As unemployment has soared throughout the coronavirus pandemic, women have been hit especially hard by job loss, according to recent government data.

Jobs data from the past several months has shown that women are losing more jobs overall than men. Between February and May, 11.5 million women lost their jobs, compared to 9 million men during the same period. Additionally, women accounted for 55 percent of the 20.5 million jobs lost in April, according to BLS statistics. That sent the unemployment rate for adult women skyrocketing - 13 percent compared to just 3.1 percent in February.

This recession will be different for men and women, according to National Women’s Law Center Director of Research Jasmine Tucker. “Coming into this recession, women were just starting to come back [from the 2008 recession], just reached the majority of the workforce,” she said in an interview. “All of those jobs that women had gained in a decade were lost in one month.”

One reason women are impacted so greatly is that they tend to work in sectors that are hardest hit. Hospitality & leisure, retail, and education & healthcare, where women work in high numbers, have been affected by state-mandated closures and declines in revenue. According to the National Women’s Law Center’s research, in April, women made up 48% of the retail workforce but lost 62% of the jobs.

Women, the nation’s primary caregivers, are also more likely to leave work to handle childcare than their male counterparts. To accommodate that need, many women work part-time or shift jobs for maximum flexibility, and those jobs were among the first cut.

An estimated 51 percent of American communities don’t have licensed child care options available, according to the Center for American Progress; many of them rural or predominantly minorities. These shortages, known as “childcare deserts,” can have an outsized impact on working parents in low-paying jobs.

According to Tucker, many working parents won’t have much of a choice. “The jobs that can be done remotely are the higher-paid, male-dominated ones. The female ones will be done in person,” she said. Tucker also cites the gender wage gap as another contributing factor to moms staying home, if they co-parent with a male partner. School and summer camp closures may be adding insult to injury.

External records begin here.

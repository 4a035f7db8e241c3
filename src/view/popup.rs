use crate::domain::Record;
use maud::{html, Markup};

/// Popup content for one marker. Lines appear only when the record carries
/// the field; the end date is dropped when it just repeats the start date.
pub fn popup_content(record: &Record) -> Markup {
    let has_address = record.address_title.is_some()
        || record.address_main.is_some()
        || record.address_secondary.is_some()
        || record.postal_code.is_some();

    html! {
        div class="event-popup" {
            b { (record.title.as_deref().unwrap_or("Sans titre")) }
            @if let Some(description) = &record.description {
                p { (description) }
            }
            hr;
            @if let Some(borough) = &record.borough {
                b { "Arrondissement : " } (borough) br;
            }
            @if let Some(event_type) = &record.event_type {
                b { "Type : " } (event_type) br;
            }
            @if let Some(start) = &record.start_date_raw {
                b { "Date de début : " } (start) br;
            }
            @if let Some(end) = &record.end_date_raw {
                @if record.start_date_raw.as_deref() != Some(end.as_str()) {
                    b { "Date de fin : " } (end) br;
                }
            }
            @if let Some(audience) = &record.audience {
                b { "Public cible : " } (audience) br;
            }
            @if let Some(venue) = &record.venue_kind {
                b { "Emplacement : " } (venue) br;
            }
            @if let Some(registration) = &record.registration {
                b { "Inscription : " } (registration) br;
            }
            @if let Some(cost) = &record.cost {
                b { "Coût : " } (cost) br;
            }
            @if has_address {
                br; b { "Adresse :" } br;
                @if let Some(line) = &record.address_title { (line) br; }
                @if let Some(line) = &record.address_main { (line) br; }
                @if let Some(line) = &record.address_secondary { (line) br; }
                @if let Some(line) = &record.postal_code { (line) br; }
            }
            @if let Some(url) = &record.info_url {
                br;
                a href=(url) target="_blank" { "Page d'information officielle" }
            }
        }
    }
}
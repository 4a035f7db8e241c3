// src/domain/dates.rs

use chrono::{DateTime, Datelike, Duration, NaiveDate, NaiveDateTime};

/// Parses a date field as the portal actually sends them: plain dates,
/// ISO datetimes, or full RFC 3339 stamps. Anything else is `None` — an
/// unparsable date means "unbounded", never an error.
pub fn parse_loose(raw: &str) -> Option<NaiveDate> {
    let trimmed = raw.trim();
    if trimmed.is_empty() {
        return None;
    }
    if let Ok(date) = NaiveDate::parse_from_str(trimmed, "%Y-%m-%d") {
        return Some(date);
    }
    if let Ok(dt) = NaiveDateTime::parse_from_str(trimmed, "%Y-%m-%dT%H:%M:%S") {
        return Some(dt.date());
    }
    if let Ok(dt) = DateTime::parse_from_rfc3339(trimmed) {
        return Some(dt.date_naive());
    }
    None
}

/// Exclusive upper bound of the "this week" window:
/// today + (6 − weekday-from-Sunday) + 1 days.
pub fn end_of_week(today: NaiveDate) -> NaiveDate {
    let weekday = today.weekday().num_days_from_sunday() as i64;
    today + Duration::days(6 - weekday + 1)
}

/// Last calendar day of `today`'s month (inclusive bound).
pub fn end_of_month(today: NaiveDate) -> NaiveDate {
    let (year, month) = if today.month() == 12 {
        (today.year() + 1, 1)
    } else {
        (today.year(), today.month() + 1)
    };
    NaiveDate::from_ymd_opt(year, month, 1)
        .unwrap()
        .pred_opt()
        .unwrap()
}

Women of color are also disproportionately affected by job loss. 18.8 percent of Black women lost their jobs between February and April, according to BLS data. Economists at Grant Thorton also estimate that there are millions of undocumented workers who are jobless but are not represented in government statistics, according to a recent report.

Older women are impacted as well. In fact, women over 55 have seen the biggest increase in their unemployment rate - as of May, 5.5 times higher than it was in January, more than any other group.

According to Lisa Marsh Ryerson of the AARP Foundation, these job losses can have a resounding impact on older workers’ financial stability for the long haul.

“We know that for older workers, that often takes twice as long to get back into the workforce,” she said in an interview last month. “When they're able to get back into the workforce, the older worker is often hired at a lower rate than they previously had in their career or with a job which is further jeopardizing their financial security over time.”

For many women, the job loss connected to coronavirus may be especially difficult to recover from. Some experts think that jobs will not return at all - according to a new University of Chicago working paper, over a third of all jobs lost may be permanent.